Global Economy

Compensation gap between private & public sector widens in FY23

New Delhi: Compensation in the private sector reached a new high of 22% of gross domestic product (GDP) in 2022-23, up from 21.2% in FY22, widening the gap with government sector compensation, an ET analysis of government data released earlier this month showed.

Total compensation of employees working with private corporations increased to 13.5% of the GDP in FY23 from 12.8% in the previous year while households, which largely represent the informal sector, saw their wages rise to the highest level in nine years to 8.5% of the GDP in FY23 from 8.4% in FY22.

Experts noted that a rise in services could be a key factor for rising compensation in the private sector. “The higher compensation ratio can be attributed to the fact that the scope of services in GDP has risen while industry is down,” said Madan Sabnavis, chief economist at Bank of Baroda. “Typically, services have a higher component of labour, which increases share.”

Compensation gap between private & public sector widens in FY23

Meanwhile, compensation of employees of public sector enterprises declined to its lowest level of 11.2% of the nominal GDP in twelve years in FY23 compared to 12.4% in FY12. Incomes of state, central and local government employees as a share of total economic output also declined to its lowest level in six years to 7.9% in FY23. It had hit a peak of 8.8% in FY21.

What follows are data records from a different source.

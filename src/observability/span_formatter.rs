//! Span to JSON-line conversion.
//!
//! Each finished span becomes one flat JSON object:
//!
//! ```json
//! {"service":"skiphire","name":"handle_event","trace_id":"…","span_id":"…",
//!  "parent_span_id":null,"start":"2026-10-19T09:12:03.118Z","duration_us":412,
//!  "attributes":{"event_type":"Select(2)"},"events":[],"status":"unset"}
//! ```

use chrono::{DateTime, SecondsFormat, Utc};
use opentelemetry::trace::{SpanId, Status};
use opentelemetry::{KeyValue, Value};
use opentelemetry_sdk::export::trace::SpanData;
use serde_json::{json, Map, Value as JsonValue};
use std::time::SystemTime;

/// Formats finished spans as JSON lines tagged with the service name.
#[derive(Debug, Clone)]
pub struct SpanFormatter {
    service: String,
}

impl SpanFormatter {
    pub fn new(service: impl Into<String>) -> Self {
        Self {
            service: service.into(),
        }
    }

    /// One JSON document per span, in batch order.
    pub fn format_batch(&self, batch: &[SpanData]) -> Vec<String> {
        batch.iter().map(|span| self.format_span(span).to_string()).collect()
    }

    fn format_span(&self, span: &SpanData) -> JsonValue {
        let parent = (span.parent_span_id != SpanId::INVALID)
            .then(|| format!("{:016x}", span.parent_span_id));
        let duration_us = span
            .end_time
            .duration_since(span.start_time)
            .map_or(0, |d| d.as_micros());

        let events: Vec<JsonValue> = span
            .events
            .iter()
            .map(|event| {
                json!({
                    "name": event.name,
                    "time": timestamp(event.timestamp),
                    "attributes": attribute_map(&event.attributes),
                })
            })
            .collect();

        json!({
            "service": self.service,
            "name": span.name,
            "trace_id": format!("{:032x}", span.span_context.trace_id()),
            "span_id": format!("{:016x}", span.span_context.span_id()),
            "parent_span_id": parent,
            "start": timestamp(span.start_time),
            "duration_us": u64::try_from(duration_us).unwrap_or(u64::MAX),
            "attributes": attribute_map(&span.attributes),
            "events": events,
            "status": status(&span.status),
        })
    }
}

/// RFC 3339 UTC timestamp with millisecond precision.
fn timestamp(time: SystemTime) -> String {
    DateTime::<Utc>::from(time).to_rfc3339_opts(SecondsFormat::Millis, true)
}

fn attribute_map(attributes: &[KeyValue]) -> JsonValue {
    let map: Map<String, JsonValue> = attributes
        .iter()
        .map(|kv| (kv.key.to_string(), attribute_value(&kv.value)))
        .collect();
    JsonValue::Object(map)
}

/// Scalars map to their JSON counterparts; arrays are kept as their string
/// rendering.
fn attribute_value(value: &Value) -> JsonValue {
    match value {
        Value::Bool(b) => json!(b),
        Value::I64(i) => json!(i),
        Value::F64(f) => json!(f),
        Value::String(s) => json!(s.as_str()),
        Value::Array(_) => json!(value.to_string()),
    }
}

fn status(status: &Status) -> JsonValue {
    match status {
        Status::Unset => json!("unset"),
        Status::Ok => json!("ok"),
        Status::Error { description } => json!({ "error": description.to_string() }),
    }
}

Overall public sector compensation, including both PSUs and government employees, as a share of GDP fell to 19.1% in FY23 from 19.4% in FY22. “It is a case of retired staff not being replaced,” Sabnavis said. “Hence, employment levels are coming down. Functions are also outsourced, like security and housekeeping, which go as admin expenses,” he added. Private sector compensation surpassed that of the public sector in FY22. In FY12, the share of public sector compensation in GDP was 2.4 percentage points higher than that of private sector, but in FY23, the share of the private sector was 2.8 percentage points more than that public sector.

According to experts, higher inflation may have helped growth in nominal compensation in the private sector in FY23 when the average consumer inflation was 6.7%. “Higher inflation amidst modest demand for unincorporated enterprises would have resulted in lower salary outgo,” said Paras Jasrai, senior analyst at India Ratings.

The rise in compensation is accompanied by a higher contribution by industry to total value added, as the value-added contribution went up to 35.2% of GDP from 34.6% of the GDP in FY22.

The contribution of the public sector enterprises in value-added as a share of GDP has declined to 15.9% in FY23 from 16.2% in FY22.